# LA source for Kool Stop Tire Bead Jack?



## eddy (Jun 5, 2005)

Originally posted in NorCal, but no luck there. It seems I will be spending quite a bit of time this summer/fall in LA, Santa Monica, Monterey Park, Pasadena, Beverly Hills, and Sherman Oaks areas, so...

Anyone know a local source for the Kool Stop Tire Bead Jack? I need it yesterday, plus I just can't pay $9 shipping for a $10 item. This is the 5th time I've changed these tires and they are tighter than all get out. I need the tire jack before I lose my sanity and the skin on my fingers. :mad2:


----------



## de.abeja (Aug 27, 2006)

Have you tried the CrankBros speed lever? It is like 6bux and will take any tire off, REI and Performance always have 'em in stock.


----------



## eddy (Jun 5, 2005)

Actually, I've had a Speed Lever for several years, but I never use it. IME, it only works for loose tires. The first one I got actually snapped at the hook, and I've never used the replacement one. Does it really work for you?

The Tire Jack is for putting the tires ON the rims, not taking them off. I can get the tires off just fine. It's putting them back on that's the itch! :mad2: Here's a pic of the Kool Stop Tire Bead Jack.

I prefer to buy locally, but I suppose I'll have to order it someday, if I ever want to ride my bike again.  Thanks for the reply, de.abeja.


----------



## water (Nov 18, 2006)

I had a very hard time putting on some wire-beaded slicks on my mtb wheels a while back. When I tried to take them off recently, I could not do it. I bought the Crank Bros. Speed Lever but that didn't work either.

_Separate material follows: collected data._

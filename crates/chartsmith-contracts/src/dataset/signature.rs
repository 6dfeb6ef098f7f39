use serde::{Deserialize, Serialize};
use sha2::{Digest, Sha256};

/// Ordered column list plus shape. Exists only long enough to derive a
/// cache fingerprint; never persisted on its own.
#[derive(Debug, Clone, PartialEq, Eq, Serialize, Deserialize)]
pub struct DatasetSignature {
    pub columns: Vec<String>,
    pub rows: usize,
    pub cols: usize,
}

impl DatasetSignature {
    fn shape_text(&self) -> String {
        format!("{:?}_({}, {})", self.columns, self.rows, self.cols)
    }
}

/// Deterministic cache key for a (question, dataset signature) pair:
/// `hash(question) ++ "_" ++ hash(columns ++ shape)`, each hash being the
/// first 8 hex characters of a SHA-256 digest.
pub fn fingerprint(question: &str, signature: &DatasetSignature) -> String {
    format!(
        "{}_{}",
        short_hash(question.as_bytes()),
        short_hash(signature.shape_text().as_bytes())
    )
}

fn short_hash(bytes: &[u8]) -> String {
    let mut encoded = hex::encode(Sha256::digest(bytes));
    encoded.truncate(8);
    encoded
}
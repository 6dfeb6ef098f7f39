pub mod analyzer;
pub mod client;
pub mod dashboard;
pub mod export;
pub mod harmonize;
pub mod prompt;
pub mod refine;
pub mod render;
pub mod tokens;
pub mod validate;

pub use analyzer::{Analysis, Analyzer};
pub use client::{
    complete_with_retry, ChatCompletionsClient, ClientConfig, TextCompletion, DEFAULT_MODEL,
};
pub use dashboard::{recommend_kpis, synthesize_dashboard};
pub use export::{Exporter, ScriptSource};
pub use harmonize::{harmonize, Harmonized};
pub use refine::{refine, RefinedSpec};
pub use render::{ChartRenderer, RenderedChart, VegaLiteRenderer};
pub use tokens::{estimate_tokens, TokenTracker};
pub use validate::validate_response;
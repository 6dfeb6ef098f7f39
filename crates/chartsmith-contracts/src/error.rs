use thiserror::Error;

/// Failure taxonomy for the recommendation pipeline.
///
/// Network and validator errors are fatal to the current request and
/// surface to the caller verbatim. Harmonization and cache failures are
/// absorbed where they occur and only logged. `ColumnNotFound` is fatal to
/// the single chart being rendered, never to its siblings.
#[derive(Debug, Error)]
pub enum RecommendError {
    #[error("text generation request failed: {0}")]
    Network(String),

    #[error("failed to parse model response as JSON: {detail}\n\nresponse was:\n{raw}")]
    MalformedResponse { detail: String, raw: String },

    #[error("response missing '{0}' field")]
    MissingField(&'static str),

    #[error("expected 3 visualizations, got {0}")]
    WrongCount(usize),

    #[error("visualization {index} missing fields: {names:?}")]
    MissingFields { index: usize, names: Vec<String> },

    #[error("failed to harmonize recommendation: {0}")]
    Harmonization(String),

    #[error("column '{0}' not found in dataset")]
    ColumnNotFound(String),

    #[error("dataset error: {0}")]
    Dataset(String),

    #[error("export failed: {0}")]
    Export(String),
}
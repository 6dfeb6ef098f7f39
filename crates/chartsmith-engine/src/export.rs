use std::fs;
use std::path::{Path, PathBuf};

use chartsmith_contracts::RecommendError;
use serde_json::Value;
use tracing::info;

use crate::render::RenderedChart;

const VEGA_CDN: &str = "https://cdn.jsdelivr.net/npm/vega@5";
const VEGA_LITE_CDN: &str = "https://cdn.jsdelivr.net/npm/vega-lite@5";
const VEGA_EMBED_CDN: &str = "https://cdn.jsdelivr.net/npm/vega-embed@6";

/// Where the viewer page loads the Vega runtime from. `Local` points at
/// script files sitting next to the exported page, for offline viewing.
#[derive(Debug, Clone, Copy, PartialEq, Eq)]
pub enum ScriptSource {
    Cdn,
    Local,
}

impl ScriptSource {
    fn tags(&self) -> String {
        let sources = match self {
            ScriptSource::Cdn => [VEGA_CDN, VEGA_LITE_CDN, VEGA_EMBED_CDN],
            ScriptSource::Local => ["vega.min.js", "vega-lite.min.js", "vega-embed.min.js"],
        };
        sources
            .iter()
            .map(|src| format!("  <script src=\"{src}\"></script>"))
            .collect::<Vec<String>>()
            .join("\n")
    }
}

/// Writes rendered charts to disk as standalone HTML viewers or plain
/// Vega-Lite JSON documents. The output directory is created on demand.
pub struct Exporter {
    output_dir: PathBuf,
    scripts: ScriptSource,
}

impl Exporter {
    pub fn new(output_dir: impl Into<PathBuf>) -> Self {
        Self {
            output_dir: output_dir.into(),
            scripts: ScriptSource::Cdn,
        }
    }

    pub fn with_scripts(mut self, scripts: ScriptSource) -> Self {
        self.scripts = scripts;
        self
    }

    pub fn output_dir(&self) -> &Path {
        &self.output_dir
    }

    pub fn export_html(&self, chart: &RenderedChart) -> Result<PathBuf, RecommendError> {
        let path = self.target_path(&chart.title, "html")?;
        let page = html_page(&chart.title, &chart.document, self.scripts);
        fs::write(&path, page)
            .map_err(|err| RecommendError::Export(format!("{}: {err}", path.display())))?;
        info!("exported {}", path.display());
        Ok(path)
    }

    pub fn export_json(&self, chart: &RenderedChart) -> Result<PathBuf, RecommendError> {
        let path = self.target_path(&chart.title, "json")?;
        self.write_json(&path, &chart.document)?;
        Ok(path)
    }

    /// Arbitrary JSON payload under a caller-chosen name, used for the
    /// specification manifest and dashboard documents.
    pub fn export_document(&self, name: &str, document: &Value) -> Result<PathBuf, RecommendError> {
        let path = self.target_path(name, "json")?;
        self.write_json(&path, document)?;
        Ok(path)
    }

    fn write_json(&self, path: &Path, document: &Value) -> Result<(), RecommendError> {
        let rendered = serde_json::to_string_pretty(document)
            .map_err(|err| RecommendError::Export(err.to_string()))?;
        fs::write(path, rendered)
            .map_err(|err| RecommendError::Export(format!("{}: {err}", path.display())))?;
        info!("exported {}", path.display());
        Ok(())
    }

    fn target_path(&self, title: &str, extension: &str) -> Result<PathBuf, RecommendError> {
        fs::create_dir_all(&self.output_dir).map_err(|err| {
            RecommendError::Export(format!("{}: {err}", self.output_dir.display()))
        })?;
        let stem = sanitize_filename(title);
        Ok(self.output_dir.join(format!("{stem}.{extension}")))
    }
}

/// Keeps titles usable as file names: path separators and whitespace
/// become underscores, everything else passes through.
pub fn sanitize_filename(title: &str) -> String {
    let cleaned: String = title
        .trim()
        .chars()
        .map(|c| {
            if c.is_whitespace() || c == '/' || c == '\\' {
                '_'
            } else {
                c
            }
        })
        .collect();
    if cleaned.is_empty() {
        "chart".to_string()
    } else {
        cleaned
    }
}

fn html_page(title: &str, document: &Value, scripts: ScriptSource) -> String {
    let spec_json = serde_json::to_string_pretty(document).unwrap_or_else(|_| "{}".to_string());
    format!(
        r#"<!DOCTYPE html>
<html>
<head>
  <meta charset="utf-8">
  <title>{title}</title>
{script_tags}
  <style>
    body {{ font-family: sans-serif; margin: 2em; }}
    #vis {{ width: 100%; }}
  </style>
</head>
<body>
  <div id="vis"></div>
  <script>
    const spec = {spec_json};
    vegaEmbed('#vis', spec, {{actions: true}});
  </script>
</body>
</html>
"#,
        script_tags = scripts.tags(),
    )
}

#[cfg(test)]
mod tests {
    use serde_json::json;

    use crate::render::RenderedChart;

    use super::{sanitize_filename, Exporter, ScriptSource};

    fn chart() -> RenderedChart {
        RenderedChart {
            title: "Price vs Size".to_string(),
            document: json!({"mark": "point"}),
        }
    }

    #[test]
    fn html_export_embeds_the_document() -> anyhow::Result<()> {
        let temp = tempfile::tempdir()?;
        let exporter = Exporter::new(temp.path().join("exports"));
        let path = exporter.export_html(&chart())?;

        assert_eq!(path.file_name().and_then(|n| n.to_str()), Some("Price_vs_Size.html"));
        let page = std::fs::read_to_string(&path)?;
        assert!(page.contains("vegaEmbed('#vis'"));
        assert!(page.contains("\"mark\": \"point\""));
        assert!(page.contains("cdn.jsdelivr.net/npm/vega-embed@6"));
        Ok(())
    }

    #[test]
    fn local_scripts_replace_cdn_urls() -> anyhow::Result<()> {
        let temp = tempfile::tempdir()?;
        let exporter = Exporter::new(temp.path()).with_scripts(ScriptSource::Local);
        let page = std::fs::read_to_string(exporter.export_html(&chart())?)?;
        assert!(page.contains("src=\"vega-embed.min.js\""));
        assert!(!page.contains("jsdelivr"));
        Ok(())
    }

    #[test]
    fn json_export_round_trips_the_document() -> anyhow::Result<()> {
        let temp = tempfile::tempdir()?;
        let exporter = Exporter::new(temp.path());
        let path = exporter.export_json(&chart())?;

        let parsed: serde_json::Value = serde_json::from_str(&std::fs::read_to_string(path)?)?;
        assert_eq!(parsed, chart().document);
        Ok(())
    }

    #[test]
    fn filenames_are_sanitized() {
        assert_eq!(sanitize_filename("Price vs Size"), "Price_vs_Size");
        assert_eq!(sanitize_filename("a/b\\c"), "a_b_c");
        assert_eq!(sanitize_filename("  "), "chart");
    }

    #[test]
    fn named_documents_land_under_the_given_stem() -> anyhow::Result<()> {
        let temp = tempfile::tempdir()?;
        let exporter = Exporter::new(temp.path());
        let path = exporter.export_document("specs", &json!([1, 2, 3]))?;
        assert_eq!(path.file_name().and_then(|n| n.to_str()), Some("specs.json"));
        Ok(())
    }
}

I was planing on getting the Tire Bead Jack but from what you're saying it sounds like it doesn't help in taking tires off. 

Any other suggestions or tools that I can use?


----------



## eddy (Jun 5, 2005)

water said:


> I had a very hard time putting on some wire-beaded slicks on my mtb wheels a while back. When I tried to take them off recently, I could not do it. I bought the Crank Bros. Speed Lever but that didn't work either.
> 
> I was planing on getting the Tire Bead Jack but from what you're saying it sounds like it doesn't help in taking tires off.
> 
> Any other suggestions or tools that I can use?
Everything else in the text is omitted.